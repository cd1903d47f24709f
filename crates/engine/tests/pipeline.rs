//! End-to-end pipeline tests: submit -> dispatch -> correlate -> terminal.

mod common;

use std::time::Duration;

use atelier_core::banned::KeywordSet;
use atelier_core::submit::SubmitCode;
use atelier_core::task::{AccountFilter, SpeedMode, TaskStatus};
use atelier_engine::{EngineConfig, ImagineRequest};
use atelier_gateway::MessageKind;
use atelier_store::DictionaryRepository;

use common::{event, fast_account, with_attachment, with_grid_buttons, with_nonce, Harness};

const WAIT: Duration = Duration::from_secs(30);

fn imagine(prompt: &str) -> ImagineRequest {
    ImagineRequest {
        prompt: prompt.to_string(),
        ..Default::default()
    }
}

#[tokio::test(start_paused = true)]
async fn imagine_happy_path_prefers_bigger_idle_pool() {
    let harness = Harness::new(EngineConfig::default());
    let mut a = fast_account("chan-a", 2, 2);
    a.weight = 2;
    a.sort = 1;
    let mut b = fast_account("chan-b", 1, 1);
    b.weight = 1;
    b.sort = 2;
    let sender_a = harness.add_account(a).await;
    let _sender_b = harness.add_account(b).await;

    let result = harness
        .orchestrator
        .submit_imagine(ImagineRequest {
            mode: Some(SpeedMode::Fast),
            ..imagine("a red cube")
        })
        .await;
    assert_eq!(result.code, SubmitCode::Success, "{}", result.description);
    let task_id = result.result.clone().expect("task id");

    // BestWaitIdle picked the larger idle pool.
    let task = harness.task(&task_id).await;
    assert_eq!(task.instance_id.as_deref(), Some("chan-a"));
    assert_eq!(task.status, TaskStatus::Submitted);
    let nonce = task.runtime.nonce.clone().expect("nonce");

    harness.wait_call(&sender_a, "imagine:a red cube", WAIT).await;
    let task = harness.wait_status(&task_id, TaskStatus::InProgress, WAIT).await;
    assert!(task.start_time.is_some());

    // Placeholder message binds the message id and the final prompt.
    harness
        .correlator
        .on_event(with_nonce(
            event(
                "msg-1",
                "chan-a",
                MessageKind::Create,
                "**a red cube** - <@111> (Waiting to start)",
            ),
            &nonce,
        ))
        .await;
    assert_eq!(
        harness.task(&task_id).await.progress.as_deref(),
        Some("0%")
    );

    // Progress edit.
    harness
        .correlator
        .on_event(event(
            "msg-1",
            "chan-a",
            MessageKind::Update,
            "**a red cube** - <@111> (50%) (fast)",
        ))
        .await;
    assert_eq!(
        harness.task(&task_id).await.progress.as_deref(),
        Some("50%")
    );

    // Final grid on a fresh message id, correlated by prompt.
    harness
        .correlator
        .on_event(with_grid_buttons(
            with_attachment(
                event(
                    "msg-2",
                    "chan-a",
                    MessageKind::Create,
                    "**a red cube** - <@111> (fast)",
                ),
                "https://cdn.example.com/att/user_a_red_cube_abc-123.png",
            ),
            "abc-123",
        ))
        .await;

    let task = harness.wait_status(&task_id, TaskStatus::Success, WAIT).await;
    assert!(task.image_url.as_deref().is_some_and(|u| !u.is_empty()));
    assert!(task.buttons.len() >= 4, "got {} buttons", task.buttons.len());
    assert_eq!(task.runtime.message_hash.as_deref(), Some("abc-123"));
    assert_eq!(task.runtime.message_id.as_deref(), Some("msg-2"));
    assert_eq!(task.progress.as_deref(), Some("100%"));
}

#[tokio::test(start_paused = true)]
async fn queue_full_and_not_found_paths() {
    let harness = Harness::new(EngineConfig::default());
    let _sender_a = harness.add_account(fast_account("chan-a", 2, 2)).await;

    let pin_a = AccountFilter {
        instance_ids: vec!["chan-a".to_string()],
        ..Default::default()
    };

    // Two tasks grabbed by workers.
    for n in 0..2 {
        let result = harness
            .orchestrator
            .submit_imagine(ImagineRequest {
                filter: pin_a.clone(),
                ..imagine(&format!("fill {n}"))
            })
            .await;
        assert!(result.is_success(), "{}", result.description);
    }
    tokio::time::sleep(Duration::from_millis(600)).await;

    // Two more fill the FAST queue.
    for n in 2..4 {
        let result = harness
            .orchestrator
            .submit_imagine(ImagineRequest {
                filter: pin_a.clone(),
                ..imagine(&format!("fill {n}"))
            })
            .await;
        assert_eq!(result.code, SubmitCode::InQueue, "{}", result.description);
    }

    // A is saturated and no other account exists.
    let result = harness.orchestrator.submit_imagine(imagine("fifth")).await;
    assert_eq!(result.code, SubmitCode::NotFound);

    // A second account absorbs the overflow. It advertises a relax queue
    // too, so a full FAST queue leaves it eligible for selection and the
    // per-mode gate is what reports the overflow.
    let mut b = fast_account("chan-b", 1, 1);
    b.queue_sizes.relax = 1;
    b.allowed_modes = vec![SpeedMode::Fast, SpeedMode::Relax];
    let _sender_b = harness.add_account(b).await;
    let result = harness.orchestrator.submit_imagine(imagine("fifth")).await;
    assert!(result.is_success(), "{}", result.description);
    let task = harness.task(result.result.as_deref().unwrap()).await;
    assert_eq!(task.instance_id.as_deref(), Some("chan-b"));
    tokio::time::sleep(Duration::from_millis(600)).await;

    // ...until its FAST queue is full too: the instance gate reports it.
    let pin_b = AccountFilter {
        instance_ids: vec!["chan-b".to_string()],
        ..Default::default()
    };
    let queued = harness
        .orchestrator
        .submit_imagine(ImagineRequest {
            filter: pin_b.clone(),
            ..imagine("sixth")
        })
        .await;
    assert_eq!(queued.code, SubmitCode::InQueue, "{}", queued.description);

    let full = harness
        .orchestrator
        .submit_imagine(ImagineRequest {
            filter: pin_b,
            ..imagine("seventh")
        })
        .await;
    assert_eq!(full.code, SubmitCode::Failure);
    assert_eq!(full.description, "queue full");
}

#[tokio::test(start_paused = true)]
async fn banned_prompt_reports_offending_word() {
    let harness = Harness::new(EngineConfig::default());
    harness
        .store
        .save_banned(&KeywordSet::new("default", vec!["forbidden".to_string()]))
        .await
        .unwrap();
    let _sender = harness.add_account(fast_account("chan-a", 2, 2)).await;

    let result = harness
        .orchestrator
        .submit_imagine(imagine("a Forbidden tower"))
        .await;
    assert_eq!(result.code, SubmitCode::BannedPrompt);
    assert!(result.description.contains("Forbidden"));
    assert_eq!(result.properties["bannedWord"], "Forbidden");
    assert!(result.result.is_none(), "no task is created");
}

#[tokio::test(start_paused = true)]
async fn domain_miss_retries_without_domain() {
    let config = EngineConfig {
        enable_vertical_domain: true,
        ..Default::default()
    };
    let harness = Harness::new(config);
    harness
        .store
        .save_domain(&KeywordSet::new("anime", vec!["anime".to_string()]))
        .await
        .unwrap();
    // The only account is not tagged with any domain.
    let _sender = harness.add_account(fast_account("chan-a", 2, 2)).await;

    let result = harness
        .orchestrator
        .submit_imagine(imagine("cute anime girl"))
        .await;
    assert!(result.is_success(), "{}", result.description);
    let task = harness.task(result.result.as_deref().unwrap()).await;
    assert_eq!(task.instance_id.as_deref(), Some("chan-a"));
}

#[tokio::test(start_paused = true)]
async fn replayed_terminal_event_is_idempotent() {
    let harness = Harness::new(EngineConfig::default());
    let sender = harness.add_account(fast_account("chan-a", 2, 2)).await;

    let result = harness.orchestrator.submit_imagine(imagine("a red cube")).await;
    let task_id = result.result.clone().expect("task id");
    harness.wait_call(&sender, "imagine:", WAIT).await;

    let final_event = with_grid_buttons(
        with_attachment(
            event(
                "msg-9",
                "chan-a",
                MessageKind::Create,
                "**a red cube** - <@111> (fast)",
            ),
            "https://cdn.example.com/att/user_a_red_cube_h9.png",
        ),
        "h9",
    );
    harness.correlator.on_event(final_event.clone()).await;
    let first = harness.wait_status(&task_id, TaskStatus::Success, WAIT).await;
    let snapshot = serde_json::to_string(&first).unwrap();

    // Byte-identical replay is dropped before any store write.
    harness.correlator.on_event(final_event).await;
    let second = harness.task(&task_id).await;
    assert_eq!(serde_json::to_string(&second).unwrap(), snapshot);
}

#[tokio::test(start_paused = true)]
async fn cancel_while_queued_sticks() {
    let harness = Harness::new(EngineConfig::default());
    let _sender = harness.add_account(fast_account("chan-a", 1, 2)).await;

    let result = harness.orchestrator.submit_imagine(imagine("to cancel")).await;
    let task_id = result.result.clone().expect("task id");

    let cancelled = harness.orchestrator.cancel_task(&task_id).await;
    assert_eq!(cancelled.code, SubmitCode::Success);
    assert_eq!(harness.task(&task_id).await.status, TaskStatus::Cancel);

    // The worker later drains the queue entry and must not resurrect it.
    tokio::time::sleep(Duration::from_secs(2)).await;
    assert_eq!(harness.task(&task_id).await.status, TaskStatus::Cancel);

    let again = harness.orchestrator.cancel_task(&task_id).await;
    assert_eq!(again.code, SubmitCode::ValidationError);
}

#[tokio::test(start_paused = true)]
async fn upstream_rejection_fails_the_task() {
    let harness = Harness::new(EngineConfig::default());
    let sender = harness.add_account(fast_account("chan-a", 1, 1)).await;
    sender.script_response("imagine", atelier_core::submit::Message::of(0, "Invalid parameter"));

    let result = harness.orchestrator.submit_imagine(imagine("broken")).await;
    let task_id = result.result.clone().expect("task id");

    let task = harness.wait_status(&task_id, TaskStatus::Failure, WAIT).await;
    assert_eq!(task.fail_reason.as_deref(), Some("Invalid parameter"));
}

#[tokio::test(start_paused = true)]
async fn describe_reply_finishes_with_prompt_lines() {
    let harness = Harness::new(EngineConfig::default());
    let sender = harness.add_account(fast_account("chan-a", 1, 1)).await;

    use base64::Engine as _;
    let image = format!(
        "data:image/png;base64,{}",
        base64::engine::general_purpose::STANDARD.encode(b"png-bytes-here")
    );
    let result = harness
        .orchestrator
        .submit_describe(atelier_engine::DescribeRequest {
            image,
            ..Default::default()
        })
        .await;
    assert!(result.is_success(), "{}", result.description);
    let task_id = result.result.clone().expect("task id");

    harness.wait_call(&sender, "upload:", WAIT).await;
    harness.wait_call(&sender, "describe:uploads/", WAIT).await;
    let nonce = harness.task(&task_id).await.runtime.nonce.clone().unwrap();

    let reply = "1️⃣ a watercolor fox --ar 1:1\n2️⃣ a fox in autumn\n3️⃣ geometric fox\n4️⃣ sleeping fox";
    harness
        .correlator
        .on_event(with_nonce(
            event("msg-d", "chan-a", MessageKind::Create, reply),
            &nonce,
        ))
        .await;

    let task = harness.wait_status(&task_id, TaskStatus::Success, WAIT).await;
    assert!(task.description.as_deref().unwrap().contains("watercolor fox"));
}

****

**THE TASK**
Please return exactly the lines from the opening line of the data above through the line with "use atelier_store::DictionaryRepository;", both included and nothing else.

**EXERCISE OUTPUT**
repository cd1903d47f24709f
filename crates/engine/tests/pipeline.rs
//! End-to-end pipeline tests: submit -> dispatch -> correlate -> terminal.

mod common;

use std::time::Duration;

use atelier_core::banned::KeywordSet;
use atelier_core::submit::SubmitCode;
use atelier_core::task::{AccountFilter, SpeedMode, TaskStatus};
use atelier_engine::{EngineConfig, ImagineRequest};
use atelier_gateway::MessageKind;
use atelier_store::DictionaryRepository;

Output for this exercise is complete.